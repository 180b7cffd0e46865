use crate::ast::{Expr, escape_string_content, quote_string};
use crate::error::{FormulaError, FormulaResult};
use crate::functions::{FormulaFunction, FunctionRegistry};
use crate::value::{Value, ensure_numeric};

use super::{Attrs, EditorMode, Fragment, Node, NodeType, ZWS};

/// Render a parsed formula as a rich-text document for the given editor mode.
pub fn to_rich_text(
    expr: &Expr,
    registry: &FunctionRegistry,
    mode: EditorMode,
) -> FormulaResult<Node> {
    let builder = RichTextBuilder { registry, mode };
    let fragment = builder.visit(expr)?;
    Ok(match mode {
        EditorMode::Advanced => advanced_doc(fragment),
        EditorMode::Simple => simple_doc(fragment),
    })
}

/// Advanced documents are one paragraph, starting with a caret position.
fn advanced_doc(fragment: Fragment) -> Node {
    let mut content: Vec<Node> = fragment
        .into_nodes()
        .into_iter()
        .flat_map(|node| match node.kind {
            NodeType::Wrapper => node.content.unwrap_or_default(),
            _ => vec![node],
        })
        .collect();
    if !content.first().is_some_and(Node::is_zws) {
        content.insert(0, Node::zws());
    }
    Node::doc(vec![Node::wrapper(content)])
}

/// Simple documents keep the paragraphs produced by `concat`, if any.
fn simple_doc(fragment: Fragment) -> Node {
    match fragment {
        Fragment::Nodes(nodes) if nodes.iter().all(|node| node.kind == NodeType::Wrapper) => {
            Node::doc(nodes)
        }
        Fragment::Nodes(nodes) => Node::doc(vec![Node::wrapper(nodes)]),
        Fragment::Node(node) if node.kind == NodeType::Wrapper => Node::doc(vec![node]),
        Fragment::Node(node) => Node::doc(vec![Node::wrapper(vec![node])]),
    }
}

fn push_fragment(content: &mut Vec<Node>, fragment: Fragment) {
    match fragment {
        Fragment::Node(node) => content.push(node),
        Fragment::Nodes(nodes) => content.extend(nodes),
    }
}

struct RichTextBuilder<'a> {
    registry: &'a FunctionRegistry,
    mode: EditorMode,
}

impl RichTextBuilder<'_> {
    fn visit(&self, expr: &Expr) -> FormulaResult<Fragment> {
        match expr {
            Expr::String(value) => Ok(self.string_literal(value)),
            Expr::Decimal(_) | Expr::Integer(_) | Expr::Boolean(_) => {
                Ok(Node::text(expr.to_string()).into())
            }
            Expr::Group(inner) => self.group(inner),
            Expr::FunctionCall { name, args } => {
                let args: Vec<&Expr> = args.iter().collect();
                self.call(&name.to_lowercase(), &args)
            }
            Expr::BinaryOp { op, left, right } => {
                self.call(op.function_name(), &[left.as_ref(), right.as_ref()])
            }
        }
    }

    fn string_literal(&self, value: &str) -> Fragment {
        match self.mode {
            EditorMode::Simple if value == "\n" => Node::new(NodeType::NewLine).into(),
            EditorMode::Simple if value.is_empty() => Node::zws().into(),
            EditorMode::Simple => Node::text(value).into(),
            EditorMode::Advanced if value.contains('\n') && value != "\n" => {
                // Line breaks inside a literal are shown as hard breaks
                let parts: Vec<&str> = value.split('\n').collect();
                let last = parts.len() - 1;
                let mut nodes = Vec::with_capacity(parts.len() * 2);
                for (idx, part) in parts.iter().enumerate() {
                    let mut text = escape_string_content(part, '\'');
                    if idx == 0 {
                        text.insert(0, '\'');
                    }
                    if idx == last {
                        text.push('\'');
                    }
                    nodes.push(Node::text(text));
                    if idx < last {
                        nodes.push(Node::new(NodeType::HardBreak));
                    }
                }
                Fragment::Nodes(nodes)
            }
            EditorMode::Advanced => Node::text(quote_string(value)).into(),
        }
    }

    fn group(&self, inner: &Expr) -> FormulaResult<Fragment> {
        let inner = self.visit(inner)?;
        if self.mode == EditorMode::Simple {
            return Ok(inner);
        }

        let mut content = vec![
            Node::zws(),
            Node::new(NodeType::GroupOpeningParen),
            Node::zws(),
        ];
        push_fragment(&mut content, inner);
        content.extend([
            Node::zws(),
            Node::new(NodeType::GroupClosingParen),
            Node::zws(),
        ]);
        Ok(Fragment::Nodes(content))
    }

    fn call(&self, name: &str, args: &[&Expr]) -> FormulaResult<Fragment> {
        let function = self
            .registry
            .get(name)
            .ok_or_else(|| FormulaError::UnknownFunction(name.to_string()))?;
        let args = args
            .iter()
            .map(|arg| self.visit(arg))
            .collect::<FormulaResult<Vec<_>>>()?;

        if let Some(fragment) = function.to_rich_text(&args, self.mode) {
            return Ok(match fragment {
                // Inline components need a caret position on both sides
                Fragment::Node(node) if is_component(&node) => {
                    Fragment::Nodes(vec![Node::zws(), node, Node::zws()])
                }
                other => other,
            });
        }

        match (function.operator_symbol(), <[Fragment; 2]>::try_from(args)) {
            (Some(symbol), Ok([left, right])) => Ok(self.operator(symbol, left, right)),
            (_, Ok(pair)) => Ok(self.function(function, pair.into())),
            (_, Err(args)) => Ok(self.function(function, args)),
        }
    }

    fn operator(&self, symbol: &str, left: Fragment, right: Fragment) -> Fragment {
        let mut content = Vec::new();
        push_fragment(&mut content, self.text_argument(left));
        match self.mode {
            EditorMode::Advanced => {
                content.push(Node::new(NodeType::OperatorComponent).with_attrs(Attrs {
                    operator_symbol: Some(symbol.to_string()),
                    ..Default::default()
                }));
                // Keeps `a - -1` apart from a negative literal
                if symbol == "-" {
                    content.push(Node::text(" "));
                }
            }
            EditorMode::Simple => content.push(Node::text(symbol)),
        }
        push_fragment(&mut content, self.text_argument(right));

        match self.mode {
            EditorMode::Advanced => Fragment::Nodes(content),
            EditorMode::Simple => Node::wrapper(content).into(),
        }
    }

    fn function(&self, function: &dyn FormulaFunction, args: Vec<Fragment>) -> Fragment {
        let has_no_args = args.is_empty();

        match self.mode {
            EditorMode::Advanced => {
                let mut content = vec![
                    Node::zws(),
                    Node::new(NodeType::FunctionComponent).with_attrs(Attrs {
                        function_name: Some(function.name().to_string()),
                        has_no_args: Some(has_no_args),
                        ..Default::default()
                    }),
                ];
                for (idx, arg) in args.into_iter().enumerate() {
                    if idx > 0 {
                        content.push(Node::new(NodeType::ArgumentComma));
                    }
                    push_fragment(&mut content, arg);
                }
                content.push(Node::new(NodeType::ClosingParen).with_attrs(Attrs {
                    no_args: Some(has_no_args),
                    ..Default::default()
                }));
                content.push(Node::zws());
                Fragment::Nodes(content)
            }
            EditorMode::Simple => {
                let mut content = vec![Node::text(format!("{}(", function.name()))];
                for (idx, arg) in args.into_iter().enumerate() {
                    if idx > 0 {
                        content.push(Node::text(", "));
                    }
                    push_fragment(&mut content, self.text_argument(arg));
                }
                content.push(Node::text(")"));
                Node::wrapper(content).into()
            }
        }
    }

    /// Simple-mode text is unquoted, so text arguments get quotes back unless they read as
    /// a number or a boolean.
    fn text_argument(&self, fragment: Fragment) -> Fragment {
        if self.mode != EditorMode::Simple {
            return fragment;
        }
        let Some(text) = fragment.as_node().and_then(Node::text_content) else {
            return fragment;
        };

        if text == ZWS || text.is_empty() {
            return Node::text("\"\"").into();
        }
        let is_literal = text == "true"
            || text == "false"
            || ensure_numeric(&Value::from(text)).is_some();
        if is_literal {
            return fragment;
        }
        Node::text(format!("\"{}\"", escape_string_content(text, '"'))).into()
    }
}

fn is_component(node: &Node) -> bool {
    matches!(
        node.kind,
        NodeType::GetComponent | NodeType::FunctionComponent | NodeType::Custom(_)
    )
}
impl FormulaFunction for Lower {
    fn name(&self) -> &'static str {
        "lower"
    }

    fn category(&self) -> Category {
        Category::Text
    }

    fn args(&self) -> Option<&'static [ArgumentType]> {
        Some(TEXT)
    }

    fn description(&self) -> &'static str {
        "Converts text to lower case."
    }

    fn examples(&self) -> &'static [Example] {
        &[Example {
            formula: "lower('Hello, World!')",
            result: r#""hello, world!""#,
        }]
    }

    fn execute(&self, _context: &RuntimeFormulaContext, args: Vec<Value>) -> FormulaResult<Value> {
        let text = text_arg(&args, 0).unwrap_or_default();
        Ok(Value::String(text.to_lowercase()))
    }
}

/// Upper-cases the first character and lower-cases the rest.
pub struct Capitalize;

impl FormulaFunction for Capitalize {
    fn name(&self) -> &'static str {
        "capitalize"
    }

    fn category(&self) -> Category {
        Category::Text
    }

    fn args(&self) -> Option<&'static [ArgumentType]> {
        Some(TEXT)
    }

    fn description(&self) -> &'static str {
        "Capitalizes the first letter of the text and lower-cases the rest."
    }

    fn examples(&self) -> &'static [Example] {
        &[Example {
            formula: "capitalize('hello, WORLD!')",
            result: r#""Hello, world!""#,
        }]
    }

    fn execute(&self, _context: &RuntimeFormulaContext, args: Vec<Value>) -> FormulaResult<Value> {
        let text = text_arg(&args, 0).unwrap_or_default();
        let mut chars = text.chars();
        let capitalized = match chars.next() {
            Some(first) => first
                .to_uppercase()
                .chain(chars.as_str().to_lowercase().chars())
                .collect(),
            None => String::new(),
        };
        Ok(Value::String(capitalized))
    }
}

pub struct GetProperty;
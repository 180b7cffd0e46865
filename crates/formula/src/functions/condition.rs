//! Branching and logical connectives.

use crate::argument::ArgumentType;
use crate::context::RuntimeFormulaContext;
use crate::error::FormulaResult;
use crate::value::Value;

use super::{Category, Example, FormulaFunction, FormulaKind, FunctionRegistry, bool_arg};

const BOOLEAN_PAIR: &[ArgumentType] = &[ArgumentType::boolean(), ArgumentType::boolean()];

pub(super) fn register(registry: &mut FunctionRegistry) {
    registry.register(If);
    registry.register(And);
    registry.register(Or);
}

/// `if(condition, then, else)`. Both branches are evaluated before the call.
pub struct If;

impl FormulaFunction for If {
    fn name(&self) -> &'static str {
        "if"
    }

    fn category(&self) -> Category {
        Category::Condition
    }

    fn args(&self) -> Option<&'static [ArgumentType]> {
        const ARGS: &[ArgumentType] = &[
            ArgumentType::boolean(),
            ArgumentType::any(),
            ArgumentType::any(),
        ];
        Some(ARGS)
    }

    fn description(&self) -> &'static str {
        "Returns the second argument when the condition is true, otherwise the third."
    }

    fn examples(&self) -> &'static [Example] {
        &[
            Example {
                formula: "if(true, 'foo', 'bar')",
                result: r#""foo""#,
            },
            Example {
                formula: "if(2 > 3, 'foo', 'bar')",
                result: r#""bar""#,
            },
        ]
    }

    fn execute(&self, _context: &RuntimeFormulaContext, mut args: Vec<Value>) -> FormulaResult<Value> {
        let condition = bool_arg(&args, 0);
        let index = if condition { 1 } else { 2 };
        if index < args.len() {
            Ok(args.swap_remove(index))
        } else {
            Ok(Value::Null)
        }
    }
}

pub struct And;

impl FormulaFunction for And {
    fn name(&self) -> &'static str {
        "and"
    }

    fn category(&self) -> Category {
        Category::Condition
    }

    fn kind(&self) -> FormulaKind {
        FormulaKind::Operator
    }

    fn operator_symbol(&self) -> Option<&'static str> {
        Some("&&")
    }

    fn args(&self) -> Option<&'static [ArgumentType]> {
        Some(BOOLEAN_PAIR)
    }

    fn description(&self) -> &'static str {
        "True when both values are true."
    }

    fn examples(&self) -> &'static [Example] {
        &[Example {
            formula: "true && false",
            result: "false",
        }]
    }

    fn execute(&self, _context: &RuntimeFormulaContext, args: Vec<Value>) -> FormulaResult<Value> {
        Ok(Value::Boolean(bool_arg(&args, 0) && bool_arg(&args, 1)))
    }
}

pub struct Or;

impl FormulaFunction for Or {
    fn name(&self) -> &'static str {
        "or"
    }

    fn category(&self) -> Category {
        Category::Condition
    }

    fn kind(&self) -> FormulaKind {
        FormulaKind::Operator
    }

    fn operator_symbol(&self) -> Option<&'static str> {
        Some("||")
    }

    fn args(&self) -> Option<&'static [ArgumentType]> {
        Some(BOOLEAN_PAIR)
    }

    fn description(&self) -> &'static str {
        "True when at least one of the values is true."
    }

    fn examples(&self) -> &'static [Example] {
        &[Example {
            formula: "true || false",
            result: "true",
        }]
    }

    fn execute(&self, _context: &RuntimeFormulaContext, args: Vec<Value>) -> FormulaResult<Value> {
        Ok(Value::Boolean(bool_arg(&args, 0) || bool_arg(&args, 1)))
    }
}
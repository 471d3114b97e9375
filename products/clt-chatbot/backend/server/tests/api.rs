use axum::body::{to_bytes, Body};
use axum::http::{header, Method, Request, StatusCode};
use axum::Router;
use serde_json::{json, Value};
use server::config::ServerConfig;
use server::store::Store;
use tower::ServiceExt;
use tower_http::cors::CorsLayer;

fn test_app() -> Router {
    server::app(Store::seeded().into_shared(), CorsLayer::new())
}

async fn send(app: &Router, method: Method, uri: &str, body: Option<Value>) -> (StatusCode, Value) {
    let builder = Request::builder().method(method).uri(uri);
    let request = match body {
        Some(body) => builder
            .header(header::CONTENT_TYPE, "application/json")
            .body(Body::from(body.to_string()))
            .unwrap(),
        None => builder.body(Body::empty()).unwrap(),
    };

    let response = app.clone().oneshot(request).await.unwrap();
    let status = response.status();
    let bytes = to_bytes(response.into_body(), usize::MAX).await.unwrap();
    let value = if bytes.is_empty() {
        Value::Null
    } else {
        serde_json::from_slice(&bytes).unwrap_or_else(|_| Value::String(String::from_utf8_lossy(&bytes).into()))
    };
    (status, value)
}

#[tokio::test]
async fn lists_seeded_conversations() {
    let app = test_app();
    let (status, body) = send(&app, Method::GET, "/conversations", None).await;
    assert_eq!(status, StatusCode::OK);
    let ids = body
        .as_array()
        .unwrap()
        .iter()
        .map(|c| c["id"].as_str().unwrap().to_string())
        .collect::<Vec<_>>();
    assert_eq!(ids, ["uuid-1", "uuid-2"]);
    assert_eq!(body[0]["is_pinned"], true);
}

#[tokio::test]
async fn chat_echoes_and_records_history() {
    let app = test_app();
    let (status, body) = send(
        &app,
        Method::POST,
        "/chat",
        Some(json!({ "conversation_id": "uuid-1", "content": "비자 문의" })),
    )
    .await;
    assert_eq!(status, StatusCode::OK);
    assert_eq!(body["type"], "text");
    assert_eq!(body["message"], "Echo: 비자 문의 (Mock Response)");
    assert_eq!(body["slots"], json!({}));
    assert!(body["next_node"].is_null());

    let (_, detail) = send(&app, Method::GET, "/conversations/uuid-1", None).await;
    let messages = detail["messages"].as_array().unwrap();
    assert_eq!(messages.len(), 4);
    assert_eq!(messages[2]["role"], "user");
    assert_eq!(messages[3]["role"], "assistant");
}

#[tokio::test]
async fn chat_rejects_missing_content() {
    let app = test_app();
    let (status, body) = send(&app, Method::POST, "/chat", Some(json!({ "language": "en" }))).await;
    assert_eq!(status, StatusCode::UNPROCESSABLE_ENTITY);
    assert!(body["detail"].is_string());
}

#[tokio::test]
async fn creates_conversation_at_front() {
    let app = test_app();
    let (status, created) = send(&app, Method::POST, "/conversations", Some(json!({}))).await;
    assert_eq!(status, StatusCode::CREATED);
    assert_eq!(created["title"], "New Chat");
    assert_eq!(created["is_pinned"], false);

    let (_, list) = send(&app, Method::GET, "/conversations", None).await;
    assert_eq!(list[0]["id"], created["id"]);

    let uri = format!("/conversations/{}", created["id"].as_str().unwrap());
    let (status, detail) = send(&app, Method::GET, &uri, None).await;
    assert_eq!(status, StatusCode::OK);
    assert_eq!(detail["messages"], json!([]));
}

#[tokio::test]
async fn detail_pages_and_validates_query() {
    let app = test_app();
    let (status, body) = send(&app, Method::GET, "/conversations/uuid-1?limit=1&offset=1", None).await;
    assert_eq!(status, StatusCode::OK);
    assert_eq!(body["id"], "uuid-1");
    assert_eq!(body["messages"].as_array().unwrap().len(), 1);
    assert_eq!(body["messages"][0]["id"], "msg-2");

    let (status, _) = send(&app, Method::GET, "/conversations/uuid-1?limit=0", None).await;
    assert_eq!(status, StatusCode::UNPROCESSABLE_ENTITY);
    let (status, _) = send(&app, Method::GET, "/conversations/uuid-1?offset=-1", None).await;
    assert_eq!(status, StatusCode::UNPROCESSABLE_ENTITY);
    let (status, _) = send(&app, Method::GET, "/conversations/uuid-1?limit=abc", None).await;
    assert_eq!(status, StatusCode::UNPROCESSABLE_ENTITY);
}

#[tokio::test]
async fn unknown_conversation_is_not_found() {
    let app = test_app();
    let (status, body) = send(&app, Method::GET, "/conversations/missing", None).await;
    assert_eq!(status, StatusCode::NOT_FOUND);
    assert_eq!(body, json!({ "detail": "Conversation not found" }));

    let (status, _) = send(&app, Method::PATCH, "/conversations/missing", Some(json!({ "title": "x" }))).await;
    assert_eq!(status, StatusCode::NOT_FOUND);
}

#[tokio::test]
async fn patch_updates_title_and_pin() {
    let app = test_app();
    let (status, body) = send(
        &app,
        Method::PATCH,
        "/conversations/uuid-2",
        Some(json!({ "title": "세금 납부", "is_pinned": true })),
    )
    .await;
    assert_eq!(status, StatusCode::OK);
    assert_eq!(body["title"], "세금 납부");
    assert_eq!(body["is_pinned"], true);
    assert_eq!(body["id"], "uuid-2");
}

#[tokio::test]
async fn delete_then_gone() {
    let app = test_app();
    let (status, body) = send(&app, Method::DELETE, "/conversations/uuid-2", None).await;
    assert_eq!(status, StatusCode::NO_CONTENT);
    assert!(body.is_null());

    let (status, _) = send(&app, Method::GET, "/conversations/uuid-2", None).await;
    assert_eq!(status, StatusCode::NOT_FOUND);
    let (status, _) = send(&app, Method::DELETE, "/conversations/uuid-2", None).await;
    assert_eq!(status, StatusCode::NOT_FOUND);
}

#[tokio::test]
async fn lists_scenarios() {
    let app = test_app();
    let (status, body) = send(&app, Method::GET, "/scenarios", None).await;
    assert_eq!(status, StatusCode::OK);
    assert_eq!(body[0]["category"], "인사");
    assert_eq!(body[1]["items"][0]["id"], "visa");
}

#[tokio::test]
async fn cors_preflight_allows_known_origin_with_credentials() {
    let app = server::app(Store::seeded().into_shared(), ServerConfig::default().cors_layer());
    let request = Request::builder()
        .method(Method::OPTIONS)
        .uri("/conversations")
        .header(header::ORIGIN, "http://localhost:3000")
        .header(header::ACCESS_CONTROL_REQUEST_METHOD, "PATCH")
        .body(Body::empty())
        .unwrap();

    let response = app.oneshot(request).await.unwrap();
    let headers = response.headers();
    assert_eq!(
        headers.get(header::ACCESS_CONTROL_ALLOW_ORIGIN).unwrap(),
        "http://localhost:3000"
    );
    assert_eq!(
        headers.get(header::ACCESS_CONTROL_ALLOW_CREDENTIALS).unwrap(),
        "true"
    );
}

#[tokio::test]
async fn cors_ignores_unknown_origin() {
    let app = server::app(Store::seeded().into_shared(), ServerConfig::default().cors_layer());
    let request = Request::builder()
        .uri("/scenarios")
        .header(header::ORIGIN, "http://evil.test")
        .body(Body::empty())
        .unwrap();

    let response = app.oneshot(request).await.unwrap();
    assert!(response
        .headers()
        .get(header::ACCESS_CONTROL_ALLOW_ORIGIN)
        .is_none());
}

#[tokio::test]
async fn server_is_reachable_over_tcp() {
    let listener = tokio::net::TcpListener::bind("127.0.0.1:0").await.unwrap();
    let addr = listener.local_addr().unwrap();
    tokio::spawn(async move {
        axum::serve(listener, test_app()).await.unwrap();
    });

    let response = reqwest::get(format!("http://{}/health", addr)).await.unwrap();
    assert_eq!(response.status(), reqwest::StatusCode::OK);
    assert_eq!(response.text().await.unwrap(), "Service is up");

    let scenarios: Value = reqwest::get(format!("http://{}/scenarios", addr))
        .await
        .unwrap()
        .json()
        .await
        .unwrap();
    assert_eq!(scenarios.as_array().unwrap().len(), 2);
}
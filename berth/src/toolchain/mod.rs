mod platform;
use crate::utils::first_which;
pub use platform::Platform;
use serde::{Deserialize, Serialize};
use std::process::Command;
use std::str;

/// Host tools and the platform pair an image is built for.
#[derive(Serialize, Deserialize, Clone, Debug)]
pub struct ToolchainContext {
    host: Platform,
    target: Platform,

    docker: String,
    git: Option<String>,
}

impl ToolchainContext {
    pub fn new(host: Platform, target: Platform) -> Result<Self, String> {
        let docker = first_which(&["docker", "podman"])
            .ok_or_else(|| "Neither docker nor podman was found on PATH".to_string())?;

        Ok(Self::with_tools(host, target, docker, first_which(&["git"])))
    }

    pub fn with_tools(host: Platform, target: Platform, docker: String, git: Option<String>) -> Self {
        ToolchainContext {
            host,
            target,
            docker,
            git,
        }
    }

    pub fn docker(&self) -> &str {
        &self.docker
    }

    /// `--platform` value for cross builds; `None` when host and target match.
    pub fn docker_platform(&self) -> Option<String> {
        if self.host == self.target {
            None
        } else {
            Some(self.target.to_docker_target())
        }
    }

    /// Image tag derived from the last commit touching `subdirectory_path`,
    /// with `-wip` appended when the directory has uncommitted changes.
    /// Directories without history are tagged `precommit`.
    pub fn git_tag(&self, subdirectory_path: &str) -> Result<String, String> {
        match self.get_git_folder_hash(subdirectory_path)? {
            Some(hash) => {
                let short = &hash[..hash.len().min(8)];
                Ok(format!("{}{}", short, self.get_git_wip(subdirectory_path)?))
            }
            None => Ok("precommit".to_string()),
        }
    }

    /// Hash of the last commit touching `subdirectory_path`, if there is one.
    pub fn get_git_folder_hash(&self, subdirectory_path: &str) -> Result<Option<String>, String> {
        let Some(git) = &self.git else {
            return Ok(None);
        };

        let hash_output = Command::new(git)
            .args(["-C", subdirectory_path, "log", "-n", "1", "--format=%H", "--", "."])
            .output()
            .map_err(|e| e.to_string())?;

        let hash = str::from_utf8(&hash_output.stdout)
            .map_err(|e| e.to_string())?
            .trim()
            .to_string();

        if !hash_output.status.success() || hash.is_empty() {
            return Ok(None);
        }

        Ok(Some(hash))
    }

    pub fn get_git_wip(&self, subdirectory_path: &str) -> Result<String, String> {
        let Some(git) = &self.git else {
            return Ok("".to_string());
        };

        let dirty_output = Command::new(git)
            .args(["-C", subdirectory_path, "diff", "--", "."])
            .output()
            .map_err(|e| e.to_string())?;

        let diff = str::from_utf8(&dirty_output.stdout)
            .map_err(|e| e.to_string())?
            .trim()
            .to_string();

        if !diff.is_empty() {
            return Ok("-wip".to_string());
        }

        Ok("".to_string())
    }
}
use std::fmt;

/// Lifecycle of the launched container process.
#[derive(Debug, Clone, Copy, PartialEq, Eq)]
pub enum Status {
    NotStarted,
    Running,
    Exited(i32),
    Terminated,
}

impl Status {
    /// Moves to `next` if the lifecycle allows it. Exited and terminated
    /// processes are final; nothing restarts them.
    pub fn advance(self, next: Status) -> Result<Status, String> {
        match (self, next) {
            (Status::NotStarted, Status::Running)
            | (Status::Running, Status::Exited(_))
            | (Status::Running, Status::Terminated) => Ok(next),
            _ => Err(format!("Invalid status transition: {} -> {}", self, next)),
        }
    }

    /// Process exit code to report for this status.
    pub fn exit_code(&self) -> i32 {
        match self {
            Status::Exited(code) => *code,
            Status::Terminated => 130,
            Status::NotStarted | Status::Running => 1,
        }
    }
}

impl fmt::Display for Status {
    fn fmt(&self, f: &mut fmt::Formatter<'_>) -> fmt::Result {
        match self {
            Status::NotStarted => write!(f, "not started"),
            Status::Running => write!(f, "running"),
            Status::Exited(code) => write!(f, "exited({})", code),
            Status::Terminated => write!(f, "terminated"),
        }
    }
}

· · · · ·

EXERCISE INSTRUCTIONS: In the data shown above, how many lines hold the string "headers"? The answer is the number alone.

ANSWER TO THIS EXERCISE: 4